+++ MATERIAL PROVIDED

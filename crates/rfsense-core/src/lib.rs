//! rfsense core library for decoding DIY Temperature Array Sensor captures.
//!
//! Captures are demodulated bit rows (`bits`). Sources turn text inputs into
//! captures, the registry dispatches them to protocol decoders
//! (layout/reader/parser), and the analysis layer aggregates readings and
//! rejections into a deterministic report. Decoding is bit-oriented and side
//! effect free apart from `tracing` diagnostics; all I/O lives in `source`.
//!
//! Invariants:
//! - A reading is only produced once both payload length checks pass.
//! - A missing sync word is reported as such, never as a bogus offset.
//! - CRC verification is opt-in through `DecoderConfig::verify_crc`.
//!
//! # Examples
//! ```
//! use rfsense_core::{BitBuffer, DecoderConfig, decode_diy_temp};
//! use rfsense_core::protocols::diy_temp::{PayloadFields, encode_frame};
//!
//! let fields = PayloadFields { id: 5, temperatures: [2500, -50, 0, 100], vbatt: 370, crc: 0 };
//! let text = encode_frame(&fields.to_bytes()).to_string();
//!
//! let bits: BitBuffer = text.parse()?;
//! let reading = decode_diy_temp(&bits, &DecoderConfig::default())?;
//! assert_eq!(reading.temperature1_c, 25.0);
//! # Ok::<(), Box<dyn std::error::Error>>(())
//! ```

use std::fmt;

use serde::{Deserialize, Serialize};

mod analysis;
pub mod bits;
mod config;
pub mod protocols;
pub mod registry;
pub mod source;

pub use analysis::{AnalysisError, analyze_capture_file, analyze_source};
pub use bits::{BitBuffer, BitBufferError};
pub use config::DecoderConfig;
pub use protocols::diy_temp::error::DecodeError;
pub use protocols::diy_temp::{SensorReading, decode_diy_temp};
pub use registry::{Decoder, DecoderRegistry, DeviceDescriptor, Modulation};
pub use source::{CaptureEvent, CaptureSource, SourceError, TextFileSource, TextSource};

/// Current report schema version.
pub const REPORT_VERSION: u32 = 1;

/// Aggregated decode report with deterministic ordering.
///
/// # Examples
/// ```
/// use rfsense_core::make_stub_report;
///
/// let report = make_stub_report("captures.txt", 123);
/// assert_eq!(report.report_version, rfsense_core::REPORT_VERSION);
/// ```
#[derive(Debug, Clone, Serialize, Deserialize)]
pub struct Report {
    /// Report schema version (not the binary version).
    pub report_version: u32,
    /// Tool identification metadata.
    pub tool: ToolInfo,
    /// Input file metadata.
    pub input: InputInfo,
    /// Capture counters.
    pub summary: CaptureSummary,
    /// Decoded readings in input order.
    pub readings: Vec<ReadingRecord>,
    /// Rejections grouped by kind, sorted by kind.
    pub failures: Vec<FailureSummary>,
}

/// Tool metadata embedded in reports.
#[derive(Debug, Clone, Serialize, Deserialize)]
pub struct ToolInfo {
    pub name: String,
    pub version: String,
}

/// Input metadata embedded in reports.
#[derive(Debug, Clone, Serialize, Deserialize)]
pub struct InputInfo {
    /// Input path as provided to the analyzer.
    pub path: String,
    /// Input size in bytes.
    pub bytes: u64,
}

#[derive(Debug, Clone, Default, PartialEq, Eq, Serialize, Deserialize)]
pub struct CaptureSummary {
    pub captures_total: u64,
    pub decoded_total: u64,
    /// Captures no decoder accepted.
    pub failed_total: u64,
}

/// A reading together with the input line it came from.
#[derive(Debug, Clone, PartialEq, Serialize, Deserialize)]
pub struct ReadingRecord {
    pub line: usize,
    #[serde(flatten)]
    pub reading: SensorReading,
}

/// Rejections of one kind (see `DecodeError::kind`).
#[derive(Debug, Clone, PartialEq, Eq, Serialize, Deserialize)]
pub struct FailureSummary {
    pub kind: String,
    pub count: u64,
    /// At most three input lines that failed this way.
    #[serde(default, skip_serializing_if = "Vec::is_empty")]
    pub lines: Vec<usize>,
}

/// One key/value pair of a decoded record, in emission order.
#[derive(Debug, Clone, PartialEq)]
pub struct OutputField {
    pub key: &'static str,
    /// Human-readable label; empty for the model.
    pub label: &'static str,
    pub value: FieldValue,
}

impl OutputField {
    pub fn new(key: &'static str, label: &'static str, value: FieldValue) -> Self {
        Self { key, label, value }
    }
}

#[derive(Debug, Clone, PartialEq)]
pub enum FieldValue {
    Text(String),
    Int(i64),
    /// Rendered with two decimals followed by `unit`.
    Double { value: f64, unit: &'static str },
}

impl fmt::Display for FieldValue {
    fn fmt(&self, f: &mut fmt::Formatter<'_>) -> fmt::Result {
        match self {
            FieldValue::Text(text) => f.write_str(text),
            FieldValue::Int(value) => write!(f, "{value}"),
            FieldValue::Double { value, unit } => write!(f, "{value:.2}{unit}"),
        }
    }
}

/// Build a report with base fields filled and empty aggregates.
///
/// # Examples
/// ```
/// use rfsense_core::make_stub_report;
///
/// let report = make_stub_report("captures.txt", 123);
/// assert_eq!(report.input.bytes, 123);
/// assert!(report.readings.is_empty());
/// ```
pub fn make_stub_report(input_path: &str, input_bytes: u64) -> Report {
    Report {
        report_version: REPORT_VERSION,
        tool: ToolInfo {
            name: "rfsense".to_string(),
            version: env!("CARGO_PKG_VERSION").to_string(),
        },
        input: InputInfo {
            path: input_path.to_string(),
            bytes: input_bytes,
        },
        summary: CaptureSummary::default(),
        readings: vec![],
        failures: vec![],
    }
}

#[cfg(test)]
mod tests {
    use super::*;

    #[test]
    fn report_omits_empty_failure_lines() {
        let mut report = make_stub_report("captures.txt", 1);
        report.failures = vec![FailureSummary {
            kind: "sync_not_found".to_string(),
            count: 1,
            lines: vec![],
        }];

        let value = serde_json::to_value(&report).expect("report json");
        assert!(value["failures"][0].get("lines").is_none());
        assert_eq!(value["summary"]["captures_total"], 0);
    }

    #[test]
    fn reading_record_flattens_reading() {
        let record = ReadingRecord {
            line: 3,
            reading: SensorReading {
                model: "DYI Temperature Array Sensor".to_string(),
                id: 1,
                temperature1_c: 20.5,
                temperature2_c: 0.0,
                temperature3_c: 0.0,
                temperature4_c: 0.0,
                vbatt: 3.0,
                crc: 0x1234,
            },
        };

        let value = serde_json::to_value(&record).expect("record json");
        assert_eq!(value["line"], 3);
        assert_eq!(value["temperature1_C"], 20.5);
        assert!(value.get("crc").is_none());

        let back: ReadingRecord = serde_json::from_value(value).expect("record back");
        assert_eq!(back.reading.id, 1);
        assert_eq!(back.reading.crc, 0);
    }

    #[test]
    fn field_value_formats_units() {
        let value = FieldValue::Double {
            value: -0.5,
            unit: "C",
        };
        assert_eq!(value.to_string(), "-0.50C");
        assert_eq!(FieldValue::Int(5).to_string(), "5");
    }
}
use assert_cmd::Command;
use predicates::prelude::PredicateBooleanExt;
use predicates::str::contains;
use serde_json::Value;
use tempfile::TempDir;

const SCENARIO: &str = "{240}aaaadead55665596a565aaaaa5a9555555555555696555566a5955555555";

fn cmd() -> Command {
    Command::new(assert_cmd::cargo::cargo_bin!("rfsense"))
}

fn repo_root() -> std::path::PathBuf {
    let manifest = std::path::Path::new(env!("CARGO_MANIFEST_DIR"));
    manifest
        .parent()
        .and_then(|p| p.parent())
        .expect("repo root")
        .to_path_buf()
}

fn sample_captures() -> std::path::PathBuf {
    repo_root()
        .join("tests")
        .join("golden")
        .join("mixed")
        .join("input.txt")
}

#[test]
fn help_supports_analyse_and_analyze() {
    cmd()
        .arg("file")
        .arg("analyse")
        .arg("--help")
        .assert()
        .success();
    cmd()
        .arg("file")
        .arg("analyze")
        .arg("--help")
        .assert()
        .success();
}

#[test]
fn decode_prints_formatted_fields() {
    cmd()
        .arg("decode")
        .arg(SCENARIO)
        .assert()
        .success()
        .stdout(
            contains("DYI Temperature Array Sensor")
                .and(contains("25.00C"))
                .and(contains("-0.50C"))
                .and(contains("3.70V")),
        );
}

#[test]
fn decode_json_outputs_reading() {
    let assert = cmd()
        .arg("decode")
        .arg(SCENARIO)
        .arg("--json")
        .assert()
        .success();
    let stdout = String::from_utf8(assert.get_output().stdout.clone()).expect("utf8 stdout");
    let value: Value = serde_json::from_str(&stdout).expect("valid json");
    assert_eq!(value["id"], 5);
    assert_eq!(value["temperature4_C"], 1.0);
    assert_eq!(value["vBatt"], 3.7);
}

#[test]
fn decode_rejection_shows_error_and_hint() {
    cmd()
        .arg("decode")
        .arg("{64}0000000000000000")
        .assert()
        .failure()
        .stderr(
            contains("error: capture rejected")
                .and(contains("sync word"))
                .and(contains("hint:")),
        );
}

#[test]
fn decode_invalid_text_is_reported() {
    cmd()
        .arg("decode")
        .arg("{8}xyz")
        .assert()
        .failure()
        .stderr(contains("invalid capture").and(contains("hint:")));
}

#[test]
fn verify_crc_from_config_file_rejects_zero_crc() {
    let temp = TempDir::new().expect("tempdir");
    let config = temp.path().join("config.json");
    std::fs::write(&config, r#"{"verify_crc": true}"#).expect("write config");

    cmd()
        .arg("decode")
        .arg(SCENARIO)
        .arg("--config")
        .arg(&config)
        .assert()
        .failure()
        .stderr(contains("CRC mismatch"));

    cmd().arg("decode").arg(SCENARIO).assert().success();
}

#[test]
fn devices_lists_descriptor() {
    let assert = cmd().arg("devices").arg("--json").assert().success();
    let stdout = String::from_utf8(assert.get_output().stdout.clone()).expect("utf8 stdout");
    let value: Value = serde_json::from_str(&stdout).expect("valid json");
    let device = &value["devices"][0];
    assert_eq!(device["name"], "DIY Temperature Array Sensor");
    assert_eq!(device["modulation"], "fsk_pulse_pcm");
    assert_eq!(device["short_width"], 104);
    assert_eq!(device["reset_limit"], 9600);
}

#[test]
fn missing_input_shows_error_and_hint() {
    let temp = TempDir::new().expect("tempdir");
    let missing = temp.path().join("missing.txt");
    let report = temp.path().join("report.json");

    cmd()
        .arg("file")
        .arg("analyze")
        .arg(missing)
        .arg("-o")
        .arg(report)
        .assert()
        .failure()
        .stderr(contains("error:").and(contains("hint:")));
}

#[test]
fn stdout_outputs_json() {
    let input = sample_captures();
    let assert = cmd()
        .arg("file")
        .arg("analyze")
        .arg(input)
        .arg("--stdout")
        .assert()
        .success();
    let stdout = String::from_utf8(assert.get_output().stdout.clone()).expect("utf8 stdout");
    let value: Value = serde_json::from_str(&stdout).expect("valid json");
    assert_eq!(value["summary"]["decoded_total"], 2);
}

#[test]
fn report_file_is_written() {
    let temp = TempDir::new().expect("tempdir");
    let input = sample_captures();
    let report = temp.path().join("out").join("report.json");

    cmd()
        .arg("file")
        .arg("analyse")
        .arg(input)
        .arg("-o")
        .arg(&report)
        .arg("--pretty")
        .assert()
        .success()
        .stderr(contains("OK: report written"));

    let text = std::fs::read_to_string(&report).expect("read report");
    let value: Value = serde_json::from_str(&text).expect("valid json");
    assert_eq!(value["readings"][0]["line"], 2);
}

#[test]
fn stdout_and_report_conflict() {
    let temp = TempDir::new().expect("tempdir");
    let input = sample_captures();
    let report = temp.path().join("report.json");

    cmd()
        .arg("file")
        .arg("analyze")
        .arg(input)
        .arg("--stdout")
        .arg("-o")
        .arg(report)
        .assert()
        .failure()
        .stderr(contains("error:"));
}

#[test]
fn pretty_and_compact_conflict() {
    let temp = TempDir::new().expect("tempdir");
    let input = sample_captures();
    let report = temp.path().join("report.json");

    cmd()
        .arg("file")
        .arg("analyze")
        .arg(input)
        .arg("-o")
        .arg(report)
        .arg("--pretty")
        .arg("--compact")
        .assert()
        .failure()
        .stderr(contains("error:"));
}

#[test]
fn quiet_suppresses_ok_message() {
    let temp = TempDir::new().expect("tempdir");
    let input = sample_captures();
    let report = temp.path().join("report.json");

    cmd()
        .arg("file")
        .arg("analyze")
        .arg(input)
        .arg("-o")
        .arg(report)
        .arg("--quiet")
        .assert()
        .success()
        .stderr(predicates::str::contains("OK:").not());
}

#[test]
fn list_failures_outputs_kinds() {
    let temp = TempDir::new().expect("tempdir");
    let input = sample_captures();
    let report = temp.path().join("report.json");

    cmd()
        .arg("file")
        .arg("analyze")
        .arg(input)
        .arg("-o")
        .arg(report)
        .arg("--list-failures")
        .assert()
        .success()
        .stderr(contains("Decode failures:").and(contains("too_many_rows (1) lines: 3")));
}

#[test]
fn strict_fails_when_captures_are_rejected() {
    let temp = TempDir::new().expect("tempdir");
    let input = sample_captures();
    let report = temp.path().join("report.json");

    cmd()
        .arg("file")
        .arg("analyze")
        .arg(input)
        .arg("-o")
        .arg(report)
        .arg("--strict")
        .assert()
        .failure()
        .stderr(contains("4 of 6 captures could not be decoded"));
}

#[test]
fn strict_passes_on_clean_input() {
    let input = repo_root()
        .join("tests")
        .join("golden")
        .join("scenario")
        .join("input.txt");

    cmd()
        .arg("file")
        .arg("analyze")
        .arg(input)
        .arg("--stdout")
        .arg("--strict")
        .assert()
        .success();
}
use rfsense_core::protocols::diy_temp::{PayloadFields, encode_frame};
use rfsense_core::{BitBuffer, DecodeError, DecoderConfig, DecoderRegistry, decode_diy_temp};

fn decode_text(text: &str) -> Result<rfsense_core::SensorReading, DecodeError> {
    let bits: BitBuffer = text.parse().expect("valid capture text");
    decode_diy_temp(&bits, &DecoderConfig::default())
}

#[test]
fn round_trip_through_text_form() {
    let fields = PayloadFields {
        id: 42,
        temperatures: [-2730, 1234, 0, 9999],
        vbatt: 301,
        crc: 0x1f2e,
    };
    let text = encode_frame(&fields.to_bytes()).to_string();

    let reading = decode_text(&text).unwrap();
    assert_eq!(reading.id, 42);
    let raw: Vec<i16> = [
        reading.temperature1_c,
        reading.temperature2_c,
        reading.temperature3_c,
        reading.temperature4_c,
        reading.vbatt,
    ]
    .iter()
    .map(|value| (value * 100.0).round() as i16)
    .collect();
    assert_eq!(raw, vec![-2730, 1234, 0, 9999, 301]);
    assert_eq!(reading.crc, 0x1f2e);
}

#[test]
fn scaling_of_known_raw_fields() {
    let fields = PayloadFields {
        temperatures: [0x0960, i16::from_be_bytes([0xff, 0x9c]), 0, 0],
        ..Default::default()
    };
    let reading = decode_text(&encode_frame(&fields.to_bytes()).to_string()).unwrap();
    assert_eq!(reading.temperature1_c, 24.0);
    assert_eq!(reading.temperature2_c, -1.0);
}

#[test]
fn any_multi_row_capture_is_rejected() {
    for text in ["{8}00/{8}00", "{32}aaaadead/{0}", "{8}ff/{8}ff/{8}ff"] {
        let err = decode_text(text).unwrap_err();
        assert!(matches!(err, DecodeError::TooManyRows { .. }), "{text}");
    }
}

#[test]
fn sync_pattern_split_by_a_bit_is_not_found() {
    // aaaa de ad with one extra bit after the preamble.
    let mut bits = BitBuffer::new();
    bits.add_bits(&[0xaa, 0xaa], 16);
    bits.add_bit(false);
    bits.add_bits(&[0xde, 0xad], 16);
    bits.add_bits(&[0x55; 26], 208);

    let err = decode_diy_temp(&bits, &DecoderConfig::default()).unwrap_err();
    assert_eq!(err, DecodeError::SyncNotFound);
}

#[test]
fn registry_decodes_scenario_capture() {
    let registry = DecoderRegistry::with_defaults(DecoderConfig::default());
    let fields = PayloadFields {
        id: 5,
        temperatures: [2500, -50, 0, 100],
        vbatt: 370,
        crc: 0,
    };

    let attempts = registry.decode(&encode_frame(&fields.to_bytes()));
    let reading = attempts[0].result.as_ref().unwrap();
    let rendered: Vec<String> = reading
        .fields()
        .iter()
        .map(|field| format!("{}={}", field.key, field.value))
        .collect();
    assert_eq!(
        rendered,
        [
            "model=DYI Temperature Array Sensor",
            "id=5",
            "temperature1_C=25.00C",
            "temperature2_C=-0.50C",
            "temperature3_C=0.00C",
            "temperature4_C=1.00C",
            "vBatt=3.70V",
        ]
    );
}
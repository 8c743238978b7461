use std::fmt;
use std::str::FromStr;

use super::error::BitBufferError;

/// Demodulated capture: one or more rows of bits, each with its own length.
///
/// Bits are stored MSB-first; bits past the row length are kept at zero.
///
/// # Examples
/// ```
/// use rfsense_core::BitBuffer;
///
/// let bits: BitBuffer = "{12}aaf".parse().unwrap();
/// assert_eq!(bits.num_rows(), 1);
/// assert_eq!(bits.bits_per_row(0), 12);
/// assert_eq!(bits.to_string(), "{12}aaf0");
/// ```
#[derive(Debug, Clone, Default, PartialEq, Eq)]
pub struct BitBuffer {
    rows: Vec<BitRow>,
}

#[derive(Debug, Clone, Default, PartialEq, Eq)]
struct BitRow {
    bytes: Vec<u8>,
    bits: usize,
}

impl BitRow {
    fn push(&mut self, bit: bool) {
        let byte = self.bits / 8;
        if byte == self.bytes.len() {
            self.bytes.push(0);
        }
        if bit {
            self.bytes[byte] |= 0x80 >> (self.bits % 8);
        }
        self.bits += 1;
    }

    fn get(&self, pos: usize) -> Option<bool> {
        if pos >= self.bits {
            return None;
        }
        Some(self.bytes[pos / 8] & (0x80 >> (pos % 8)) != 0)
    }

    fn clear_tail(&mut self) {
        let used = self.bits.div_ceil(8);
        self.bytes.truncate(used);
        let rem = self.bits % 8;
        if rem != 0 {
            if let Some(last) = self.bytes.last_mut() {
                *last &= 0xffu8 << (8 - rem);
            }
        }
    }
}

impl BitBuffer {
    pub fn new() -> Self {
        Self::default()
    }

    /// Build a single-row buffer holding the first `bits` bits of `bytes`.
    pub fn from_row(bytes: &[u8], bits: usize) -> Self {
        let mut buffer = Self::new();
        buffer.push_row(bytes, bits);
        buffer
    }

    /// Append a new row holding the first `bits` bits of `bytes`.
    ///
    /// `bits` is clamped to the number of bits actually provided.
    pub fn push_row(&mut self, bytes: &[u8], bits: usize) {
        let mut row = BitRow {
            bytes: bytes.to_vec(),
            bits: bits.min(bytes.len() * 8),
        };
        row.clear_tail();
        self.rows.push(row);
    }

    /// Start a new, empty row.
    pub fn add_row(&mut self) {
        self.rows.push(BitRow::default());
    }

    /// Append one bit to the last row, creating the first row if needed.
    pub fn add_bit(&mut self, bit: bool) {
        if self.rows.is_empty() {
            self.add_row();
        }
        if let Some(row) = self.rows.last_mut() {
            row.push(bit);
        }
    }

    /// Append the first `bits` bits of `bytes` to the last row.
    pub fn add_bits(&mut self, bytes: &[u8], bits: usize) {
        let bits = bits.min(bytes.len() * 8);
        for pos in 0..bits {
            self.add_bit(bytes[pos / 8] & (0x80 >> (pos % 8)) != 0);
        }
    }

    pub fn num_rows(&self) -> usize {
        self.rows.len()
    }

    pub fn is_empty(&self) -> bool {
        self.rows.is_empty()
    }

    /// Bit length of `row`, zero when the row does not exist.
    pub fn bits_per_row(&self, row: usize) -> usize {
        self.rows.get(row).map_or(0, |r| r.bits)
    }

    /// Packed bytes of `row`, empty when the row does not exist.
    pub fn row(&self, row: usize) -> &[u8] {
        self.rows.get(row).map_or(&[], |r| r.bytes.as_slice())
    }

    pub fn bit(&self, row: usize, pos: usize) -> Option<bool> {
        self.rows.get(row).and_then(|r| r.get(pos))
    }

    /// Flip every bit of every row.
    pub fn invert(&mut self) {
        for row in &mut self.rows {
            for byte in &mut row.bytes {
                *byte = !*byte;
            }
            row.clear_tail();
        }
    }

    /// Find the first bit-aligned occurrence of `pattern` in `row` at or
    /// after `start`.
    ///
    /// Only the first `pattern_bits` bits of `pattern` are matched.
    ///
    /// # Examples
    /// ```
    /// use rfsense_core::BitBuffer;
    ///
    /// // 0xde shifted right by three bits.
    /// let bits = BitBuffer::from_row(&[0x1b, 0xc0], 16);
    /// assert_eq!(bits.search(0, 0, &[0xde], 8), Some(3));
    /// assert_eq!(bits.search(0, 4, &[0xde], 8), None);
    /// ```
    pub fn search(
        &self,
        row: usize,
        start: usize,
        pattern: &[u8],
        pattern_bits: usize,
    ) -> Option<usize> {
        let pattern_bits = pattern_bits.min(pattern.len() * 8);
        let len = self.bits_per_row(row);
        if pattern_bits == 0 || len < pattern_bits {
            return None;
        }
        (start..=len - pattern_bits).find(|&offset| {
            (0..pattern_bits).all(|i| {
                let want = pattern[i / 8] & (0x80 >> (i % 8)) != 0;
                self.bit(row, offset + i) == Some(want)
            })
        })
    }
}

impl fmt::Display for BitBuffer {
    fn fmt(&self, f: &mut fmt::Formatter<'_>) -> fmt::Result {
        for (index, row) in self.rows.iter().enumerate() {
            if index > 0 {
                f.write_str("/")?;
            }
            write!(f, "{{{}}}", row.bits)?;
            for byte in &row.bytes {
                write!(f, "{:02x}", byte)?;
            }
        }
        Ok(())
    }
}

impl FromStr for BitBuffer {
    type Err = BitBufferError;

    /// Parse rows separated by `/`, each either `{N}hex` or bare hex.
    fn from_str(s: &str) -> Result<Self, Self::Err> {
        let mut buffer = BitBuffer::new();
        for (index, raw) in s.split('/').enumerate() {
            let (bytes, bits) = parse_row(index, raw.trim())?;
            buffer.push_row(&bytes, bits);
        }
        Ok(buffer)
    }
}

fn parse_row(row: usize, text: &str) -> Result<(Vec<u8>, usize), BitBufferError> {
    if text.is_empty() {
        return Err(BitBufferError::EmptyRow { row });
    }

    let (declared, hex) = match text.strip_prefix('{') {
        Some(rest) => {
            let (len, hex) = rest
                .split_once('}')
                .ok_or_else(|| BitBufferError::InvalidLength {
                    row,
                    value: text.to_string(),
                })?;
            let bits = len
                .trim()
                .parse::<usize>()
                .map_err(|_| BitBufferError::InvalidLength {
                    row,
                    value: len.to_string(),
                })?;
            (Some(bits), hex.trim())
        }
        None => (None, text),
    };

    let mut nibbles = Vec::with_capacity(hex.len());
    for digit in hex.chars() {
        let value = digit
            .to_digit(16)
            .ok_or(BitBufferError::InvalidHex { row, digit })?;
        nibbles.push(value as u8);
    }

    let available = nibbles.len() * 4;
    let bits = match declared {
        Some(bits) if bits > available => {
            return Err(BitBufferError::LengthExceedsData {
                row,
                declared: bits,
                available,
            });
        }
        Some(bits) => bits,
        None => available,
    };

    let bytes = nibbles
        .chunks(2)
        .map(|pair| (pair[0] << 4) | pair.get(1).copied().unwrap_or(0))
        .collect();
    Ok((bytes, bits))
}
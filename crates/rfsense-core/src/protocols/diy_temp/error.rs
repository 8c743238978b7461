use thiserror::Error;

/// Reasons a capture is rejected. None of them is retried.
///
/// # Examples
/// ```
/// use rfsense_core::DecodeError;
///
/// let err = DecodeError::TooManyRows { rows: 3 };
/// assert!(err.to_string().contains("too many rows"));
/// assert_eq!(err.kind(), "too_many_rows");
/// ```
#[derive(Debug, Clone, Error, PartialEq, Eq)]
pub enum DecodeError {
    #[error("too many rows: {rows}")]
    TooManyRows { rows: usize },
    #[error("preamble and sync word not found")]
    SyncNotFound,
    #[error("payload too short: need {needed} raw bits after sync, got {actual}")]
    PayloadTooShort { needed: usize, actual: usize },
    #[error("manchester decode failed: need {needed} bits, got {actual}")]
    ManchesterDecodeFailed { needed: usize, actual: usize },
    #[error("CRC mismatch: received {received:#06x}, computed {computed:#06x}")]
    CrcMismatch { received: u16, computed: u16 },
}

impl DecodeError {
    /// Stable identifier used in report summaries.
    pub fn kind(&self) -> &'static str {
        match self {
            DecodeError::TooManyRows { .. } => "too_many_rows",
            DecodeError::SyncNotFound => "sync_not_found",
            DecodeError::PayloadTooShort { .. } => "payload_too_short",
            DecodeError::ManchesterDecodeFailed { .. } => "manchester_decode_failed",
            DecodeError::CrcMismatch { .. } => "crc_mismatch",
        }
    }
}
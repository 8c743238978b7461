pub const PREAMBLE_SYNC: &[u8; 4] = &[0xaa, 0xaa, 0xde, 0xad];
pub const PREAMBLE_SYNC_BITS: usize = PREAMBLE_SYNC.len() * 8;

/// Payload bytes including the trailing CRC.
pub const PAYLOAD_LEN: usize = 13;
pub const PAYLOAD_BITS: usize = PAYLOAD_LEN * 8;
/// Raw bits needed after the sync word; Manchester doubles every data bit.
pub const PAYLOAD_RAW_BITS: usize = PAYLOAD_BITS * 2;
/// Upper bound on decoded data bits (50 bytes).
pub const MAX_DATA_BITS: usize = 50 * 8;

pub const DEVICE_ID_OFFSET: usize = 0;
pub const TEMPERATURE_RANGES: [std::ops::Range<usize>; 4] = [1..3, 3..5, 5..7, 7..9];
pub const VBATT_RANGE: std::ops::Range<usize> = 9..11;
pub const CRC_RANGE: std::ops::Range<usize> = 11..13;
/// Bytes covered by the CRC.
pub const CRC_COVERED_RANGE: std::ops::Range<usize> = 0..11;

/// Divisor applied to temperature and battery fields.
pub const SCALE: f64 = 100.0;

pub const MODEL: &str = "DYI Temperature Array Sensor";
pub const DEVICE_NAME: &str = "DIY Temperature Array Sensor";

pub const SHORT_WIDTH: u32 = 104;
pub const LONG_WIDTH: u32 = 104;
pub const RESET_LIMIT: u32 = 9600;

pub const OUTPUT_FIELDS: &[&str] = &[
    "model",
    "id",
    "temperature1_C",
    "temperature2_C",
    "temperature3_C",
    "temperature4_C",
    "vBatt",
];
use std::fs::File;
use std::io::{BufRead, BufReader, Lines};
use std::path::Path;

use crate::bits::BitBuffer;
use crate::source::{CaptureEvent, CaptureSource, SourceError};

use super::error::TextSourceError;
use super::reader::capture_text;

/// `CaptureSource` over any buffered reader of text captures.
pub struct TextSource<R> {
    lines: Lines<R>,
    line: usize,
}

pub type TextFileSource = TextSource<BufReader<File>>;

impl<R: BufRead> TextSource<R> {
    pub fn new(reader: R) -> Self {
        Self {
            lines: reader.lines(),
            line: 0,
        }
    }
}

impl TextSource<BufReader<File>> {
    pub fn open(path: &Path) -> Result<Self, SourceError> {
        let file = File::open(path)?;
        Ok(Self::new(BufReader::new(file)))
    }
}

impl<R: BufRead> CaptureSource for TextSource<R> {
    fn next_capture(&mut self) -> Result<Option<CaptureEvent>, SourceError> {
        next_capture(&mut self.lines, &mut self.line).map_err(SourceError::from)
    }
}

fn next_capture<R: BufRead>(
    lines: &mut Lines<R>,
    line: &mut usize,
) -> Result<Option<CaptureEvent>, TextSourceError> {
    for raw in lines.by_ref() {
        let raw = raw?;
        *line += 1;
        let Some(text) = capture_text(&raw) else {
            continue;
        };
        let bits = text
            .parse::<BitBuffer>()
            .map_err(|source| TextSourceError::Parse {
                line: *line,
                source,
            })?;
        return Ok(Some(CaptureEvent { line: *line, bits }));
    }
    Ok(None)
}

++++++

◆ **TASK ITEM**
Report each line in the preceding entries that holds the string "Option".

◆ **RESULT OF THE EXERCISE**
    fn get(&self, pos: usize) -> Option<bool> {
    pub fn bit(&self, row: usize, pos: usize) -> Option<bool> {
    ) -> Option<usize> {
    fn next_capture(&mut self) -> Result<Option<CaptureEvent>, SourceError> {
) -> Result<Option<CaptureEvent>, TextSourceError> {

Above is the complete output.